Return all entries below exactly. Skip nothing.

>>>>

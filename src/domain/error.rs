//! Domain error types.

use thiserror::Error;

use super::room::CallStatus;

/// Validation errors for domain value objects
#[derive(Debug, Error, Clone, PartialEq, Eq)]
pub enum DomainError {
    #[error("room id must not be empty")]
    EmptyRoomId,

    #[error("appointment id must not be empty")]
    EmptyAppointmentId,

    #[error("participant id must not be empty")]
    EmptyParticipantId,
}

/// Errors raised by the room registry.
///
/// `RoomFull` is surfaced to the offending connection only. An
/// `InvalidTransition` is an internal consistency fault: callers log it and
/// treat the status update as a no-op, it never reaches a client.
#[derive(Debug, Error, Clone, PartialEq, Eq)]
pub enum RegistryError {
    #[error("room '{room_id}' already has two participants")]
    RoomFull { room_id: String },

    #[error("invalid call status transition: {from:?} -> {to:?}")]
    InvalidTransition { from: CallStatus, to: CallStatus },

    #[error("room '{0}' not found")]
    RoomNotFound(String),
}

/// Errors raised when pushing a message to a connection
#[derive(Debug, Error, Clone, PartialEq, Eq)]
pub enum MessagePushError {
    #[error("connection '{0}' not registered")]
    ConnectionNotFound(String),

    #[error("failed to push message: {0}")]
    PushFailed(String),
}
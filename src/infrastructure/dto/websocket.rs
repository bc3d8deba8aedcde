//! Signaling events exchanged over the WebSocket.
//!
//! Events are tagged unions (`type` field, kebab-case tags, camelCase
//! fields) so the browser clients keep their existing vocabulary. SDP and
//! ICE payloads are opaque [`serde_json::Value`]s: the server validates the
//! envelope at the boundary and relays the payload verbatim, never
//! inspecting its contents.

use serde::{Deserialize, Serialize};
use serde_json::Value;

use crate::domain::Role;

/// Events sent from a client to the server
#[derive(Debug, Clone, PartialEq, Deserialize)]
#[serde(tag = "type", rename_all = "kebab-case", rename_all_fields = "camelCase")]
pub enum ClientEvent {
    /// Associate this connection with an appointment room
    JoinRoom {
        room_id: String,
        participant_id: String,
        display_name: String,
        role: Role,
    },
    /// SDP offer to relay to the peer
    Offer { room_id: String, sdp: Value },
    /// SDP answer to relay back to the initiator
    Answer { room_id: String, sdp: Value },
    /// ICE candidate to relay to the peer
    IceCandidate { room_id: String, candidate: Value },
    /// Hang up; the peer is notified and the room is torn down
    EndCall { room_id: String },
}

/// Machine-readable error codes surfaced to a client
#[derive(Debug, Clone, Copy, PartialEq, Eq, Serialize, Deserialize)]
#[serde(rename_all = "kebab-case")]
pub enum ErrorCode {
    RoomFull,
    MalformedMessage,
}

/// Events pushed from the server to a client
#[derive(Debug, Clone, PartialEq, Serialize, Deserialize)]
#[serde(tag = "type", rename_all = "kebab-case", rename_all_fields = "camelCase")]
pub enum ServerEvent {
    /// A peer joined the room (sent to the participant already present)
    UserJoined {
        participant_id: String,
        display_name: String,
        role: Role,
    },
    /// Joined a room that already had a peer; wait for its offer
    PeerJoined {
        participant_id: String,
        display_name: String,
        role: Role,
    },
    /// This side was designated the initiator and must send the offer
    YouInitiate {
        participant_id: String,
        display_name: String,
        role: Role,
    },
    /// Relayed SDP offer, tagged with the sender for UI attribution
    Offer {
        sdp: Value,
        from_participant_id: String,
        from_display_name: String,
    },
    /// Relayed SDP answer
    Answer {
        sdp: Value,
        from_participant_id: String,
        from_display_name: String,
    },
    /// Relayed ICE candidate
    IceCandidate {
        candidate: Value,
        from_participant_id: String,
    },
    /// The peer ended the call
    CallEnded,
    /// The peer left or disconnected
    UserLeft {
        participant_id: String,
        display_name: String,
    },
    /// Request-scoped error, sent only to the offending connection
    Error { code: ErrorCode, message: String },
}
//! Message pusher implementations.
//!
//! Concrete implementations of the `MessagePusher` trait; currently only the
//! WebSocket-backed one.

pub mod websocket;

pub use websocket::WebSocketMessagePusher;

<<<<

> _ANSWER TO THE PROBLEM_:
filename src/domain/error.rs
//! Domain error types.

use thiserror::Error;

use super::room::CallStatus;

/// Validation errors for domain value objects
#[derive(Debug, Error, Clone, PartialEq, Eq)]
pub enum DomainError {
    #[error("room id must not be empty")]
    EmptyRoomId,

    #[error("appointment id must not be empty")]
    EmptyAppointmentId,

    #[error("participant id must not be empty")]
    EmptyParticipantId,
}

/// Errors raised by the room registry.
///
/// `RoomFull` is surfaced to the offending connection only. An
/// `InvalidTransition` is an internal consistency fault: callers log it and
/// treat the status update as a no-op, it never reaches a client.
#[derive(Debug, Error, Clone, PartialEq, Eq)]
pub enum RegistryError {
    #[error("room '{room_id}' already has two participants")]
    RoomFull { room_id: String },

    #[error("invalid call status transition: {from:?} -> {to:?}")]
    InvalidTransition { from: CallStatus, to: CallStatus },

    #[error("room '{0}' not found")]
    RoomNotFound(String),
}

/// Errors raised when pushing a message to a connection
#[derive(Debug, Error, Clone, PartialEq, Eq)]
pub enum MessagePushError {
    #[error("connection '{0}' not registered")]
    ConnectionNotFound(String),

    #[error("failed to push message: {0}")]
    PushFailed(String),
}
filename src/infrastructure/dto/websocket.rs
repository bc3d8deba8aedcde
//! Signaling events exchanged over the WebSocket.
//!
//! Events are tagged unions (`type` field, kebab-case tags, camelCase
//! fields) so the browser clients keep their existing vocabulary. SDP and
//! ICE payloads are opaque [`serde_json::Value`]s: the server validates the
//! envelope at the boundary and relays the payload verbatim, never
//! inspecting its contents.

use serde::{Deserialize, Serialize};
use serde_json::Value;

use crate::domain::Role;

/// Events sent from a client to the server
#[derive(Debug, Clone, PartialEq, Deserialize)]
#[serde(tag = "type", rename_all = "kebab-case", rename_all_fields = "camelCase")]
pub enum ClientEvent {
    /// Associate this connection with an appointment room
    JoinRoom {
        room_id: String,
        participant_id: String,
        display_name: String,
        role: Role,
    },
    /// SDP offer to relay to the peer
    Offer { room_id: String, sdp: Value },
    /// SDP answer to relay back to the initiator
    Answer { room_id: String, sdp: Value },
    /// ICE candidate to relay to the peer
    IceCandidate { room_id: String, candidate: Value },
    /// Hang up; the peer is notified and the room is torn down
    EndCall { room_id: String },
}

/// Machine-readable error codes surfaced to a client
#[derive(Debug, Clone, Copy, PartialEq, Eq, Serialize, Deserialize)]
#[serde(rename_all = "kebab-case")]
pub enum ErrorCode {
    RoomFull,
    MalformedMessage,
}

/// Events pushed from the server to a client
#[derive(Debug, Clone, PartialEq, Serialize, Deserialize)]
#[serde(tag = "type", rename_all = "kebab-case", rename_all_fields = "camelCase")]
pub enum ServerEvent {
    /// A peer joined the room (sent to the participant already present)
    UserJoined {
        participant_id: String,
        display_name: String,
        role: Role,
    },
    /// Joined a room that already had a peer; wait for its offer
    PeerJoined {
        participant_id: String,
        display_name: String,
        role: Role,
    },
    /// This side was designated the initiator and must send the offer
    YouInitiate {
        participant_id: String,
        display_name: String,
        role: Role,
    },
    /// Relayed SDP offer, tagged with the sender for UI attribution
    Offer {
        sdp: Value,
        from_participant_id: String,
        from_display_name: String,
    },
    /// Relayed SDP answer
    Answer {
        sdp: Value,
        from_participant_id: String,
        from_display_name: String,
    },
    /// Relayed ICE candidate
    IceCandidate {
        candidate: Value,
        from_participant_id: String,
    },
    /// The peer ended the call
    CallEnded,
    /// The peer left or disconnected
    UserLeft {
        participant_id: String,
        display_name: String,
    },
    /// Request-scoped error, sent only to the offending connection
    Error { code: ErrorCode, message: String },
}
//! Message pusher implementations.
//!
//! Concrete implementations of the `MessagePusher` trait; currently only the
//! WebSocket-backed one.

pub mod websocket;

pub use websocket::WebSocketMessagePusher;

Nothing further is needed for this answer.